セリーヌの確信を嘲笑うように幻獣は吼えた。
口から吐き出された猛毒の塊。紫と黒の混合物。粘度の高そうなソレを躱したフェアは、咄嗟に剣撃の狙いを変えたらしい。流れるように足を斬り付ける。
「危ないッ!」
幻獣の足下。白い岩肌から褐色の土が盛り上がる。土で形成された八本の槍。空へ向かって伸びていく。

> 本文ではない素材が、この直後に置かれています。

//! Storage engine table access
//!
//! A storage engine row carries an unstructured JSON `data` column of
//! key/value settings. The settings' meaning belongs to the engine
//! implementation; this module only loads and persists them.

use crate::error::{Error, Result};
use mediacast_common::db::models::StorageEngineRow;
use serde_json::{Map, Value};
use sqlx::{Pool, Sqlite};

/// A storage engine with its settings parsed out of the JSON column
#[derive(Debug, Clone)]
pub struct StorageEngine {
    pub id: i64,
    pub display_name: String,
    pub engine_type: String,
    pub enabled: bool,
    pub data: Map<String, Value>,
}

impl StorageEngine {
    pub fn from_row(row: StorageEngineRow) -> Result<Self> {
        let data = match serde_json::from_str::<Value>(&row.data) {
            Ok(Value::Object(map)) => map,
            Ok(_) => {
                return Err(Error::Internal(format!(
                    "Storage engine {} data is not a JSON object",
                    row.id
                )))
            }
            Err(e) => {
                return Err(Error::Internal(format!(
                    "Storage engine {} data is not valid JSON: {}",
                    row.id, e
                )))
            }
        };

        Ok(Self {
            id: row.id,
            display_name: row.display_name,
            engine_type: row.engine_type,
            enabled: row.enabled,
            data,
        })
    }

    /// Read a string-valued setting
    pub fn data_str(&self, key: &str) -> Option<&str> {
        self.data.get(key).and_then(|v| v.as_str())
    }

    /// Read an integer-valued setting
    pub fn data_int(&self, key: &str) -> Option<i64> {
        self.data.get(key).and_then(|v| v.as_i64())
    }

    /// Write a setting; `None` stores an explicit null (the key stays
    /// visible with no value, matching how absent optional settings are
    /// represented)
    pub fn set_data(&mut self, key: &str, value: Option<Value>) {
        self.data
            .insert(key.to_string(), value.unwrap_or(Value::Null));
    }
}

/// Fetch a storage engine by id
pub async fn fetch(db: &Pool<Sqlite>, id: i64) -> Result<StorageEngine> {
    let row = sqlx::query_as::<_, StorageEngineRow>(
        "SELECT id, display_name, engine_type, enabled, data FROM storage_engines WHERE id = ?",
    )
    .bind(id)
    .fetch_optional(db)
    .await?
    .ok_or_else(|| Error::NotFound(format!("Storage engine {}", id)))?;

    StorageEngine::from_row(row)
}

/// Persist a storage engine's settings back to its JSON column
pub async fn save_data(db: &Pool<Sqlite>, engine: &StorageEngine) -> Result<()> {
    let data = serde_json::to_string(&Value::Object(engine.data.clone()))
        .map_err(|e| Error::Internal(format!("Failed to serialize engine data: {}", e)))?;

    let result = sqlx::query(
        "UPDATE storage_engines SET data = ?, modified_on = CURRENT_TIMESTAMP WHERE id = ?",
    )
    .bind(data)
    .bind(engine.id)
    .execute(db)
    .await?;

    if result.rows_affected() == 0 {
        return Err(Error::NotFound(format!("Storage engine {}", engine.id)));
    }
    Ok(())
}

/// Register a new storage engine with empty settings
pub async fn insert(
    db: &Pool<Sqlite>,
    display_name: &str,
    engine_type: &str,
) -> Result<StorageEngine> {
    let id: i64 = sqlx::query_scalar(
        "INSERT INTO storage_engines (display_name, engine_type) VALUES (?, ?) RETURNING id",
    )
    .bind(display_name)
    .bind(engine_type)
    .fetch_one(db)
    .await?;

    fetch(db, id).await
}

#[cfg(test)]
mod tests {
    use super::*;
    use sqlx::sqlite::SqlitePoolOptions;

    async fn setup_test_db() -> Pool<Sqlite> {
        let pool = SqlitePoolOptions::new()
            .connect("sqlite::memory:")
            .await
            .unwrap();
        mediacast_common::db::init::create_tables(&pool).await.unwrap();
        pool
    }

    #[tokio::test]
    async fn insert_fetch_save_round_trip() {
        let db = setup_test_db().await;

        let mut engine = insert(&db, "Remote FTP", "ftp").await.unwrap();
        assert_eq!(engine.engine_type, "ftp");
        assert!(engine.enabled);
        assert!(engine.data.is_empty());

        engine.set_data("ftp_server", Some("ftp.example.com".into()));
        engine.set_data("rtmp_server_uri", None);
        save_data(&db, &engine).await.unwrap();

        let reloaded = fetch(&db, engine.id).await.unwrap();
        assert_eq!(reloaded.data_str("ftp_server"), Some("ftp.example.com"));
        assert_eq!(reloaded.data_str("rtmp_server_uri"), None);
        assert!(reloaded.data.contains_key("rtmp_server_uri"));
    }

    #[tokio::test]
    async fn fetch_missing_is_not_found() {
        let db = setup_test_db().await;
        assert!(matches!(
            fetch(&db, 12).await.unwrap_err(),
            Error::NotFound(_)
        ));
    }

    #[tokio::test]
    async fn malformed_data_is_internal_error() {
        let db = setup_test_db().await;
        let engine = insert(&db, "Broken", "ftp").await.unwrap();

        sqlx::query("UPDATE storage_engines SET data = 'not json' WHERE id = ?")
            .bind(engine.id)
            .execute(&db)
            .await
            .unwrap();

        assert!(matches!(
            fetch(&db, engine.id).await.unwrap_err(),
            Error::Internal(_)
        ));
    }
}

フェアは危なげなく跳躍した。怪訝そうな表情を浮かべている。舌打ちが聞こえる。不機嫌だ。傍から見てもわかる。吐き出された猛毒の塊を空中で斬り落とし、フェアは崖上で態勢を整えた。
数瞬、静寂が連峰を包んだ。
フェアは大剣を肩に担ぐ。嘆息した。
「セリーヌ、少し時間が掛かりそうだ。コイツを此処から引き離す。危ないから追ってくるなよ」
幻獣の目的はフェアだけらしい。
彼が挑発しながら駆ける。幻獣は怒り狂うように遠吠えして、面白いように追いかけて行く。数分すると地響きすら聞こえなくなった。
一瞬の交錯。時間にして約十秒にも満たない。
フェアは何かを察した。
だからこそ此処を離れたのだろう。
セリーヌとリィンを護るという契約に違反しない為に。
「律儀な奴ね、全く」
結界を解く。
強張っていた身体を解す。
灰の騎神、起動者も起きない。
セリーヌは周囲の警戒を緩めないまま、考える。
「アレは、一体何だったのかしら」
歌が聞こえた。悲しそうな歌声。
女性が慟哭しながら紡いでいる歌だった。
アイゼンガルド連峰の山奥で響くには場違いすぎる。聞き間違いか。そう思った瞬間、空間に振動が走る。幻獣が現れ、フェアとセリーヌを踏み潰そうとした。
フェアが跳躍する事で難を逃れる。彼の目は幻獣だけに向けられていた。喫緊の懸念事項だ。戦士ならば当然の行為だろう。
セリーヌは魔女の眷属。戦士ではない。故に空間の奥へ意識を向けた。アレの奥に何かがいるのではないか。幻獣を支配する者がいるのではないか。理屈ではない。本能だった。魔力を行使して微かに見て取れた。
「泣きながら、笑っていた女」
見覚えなどない。本当に。
それでも懐かしさを覚えた。
どうしてだろう。無性に泣きたくなった。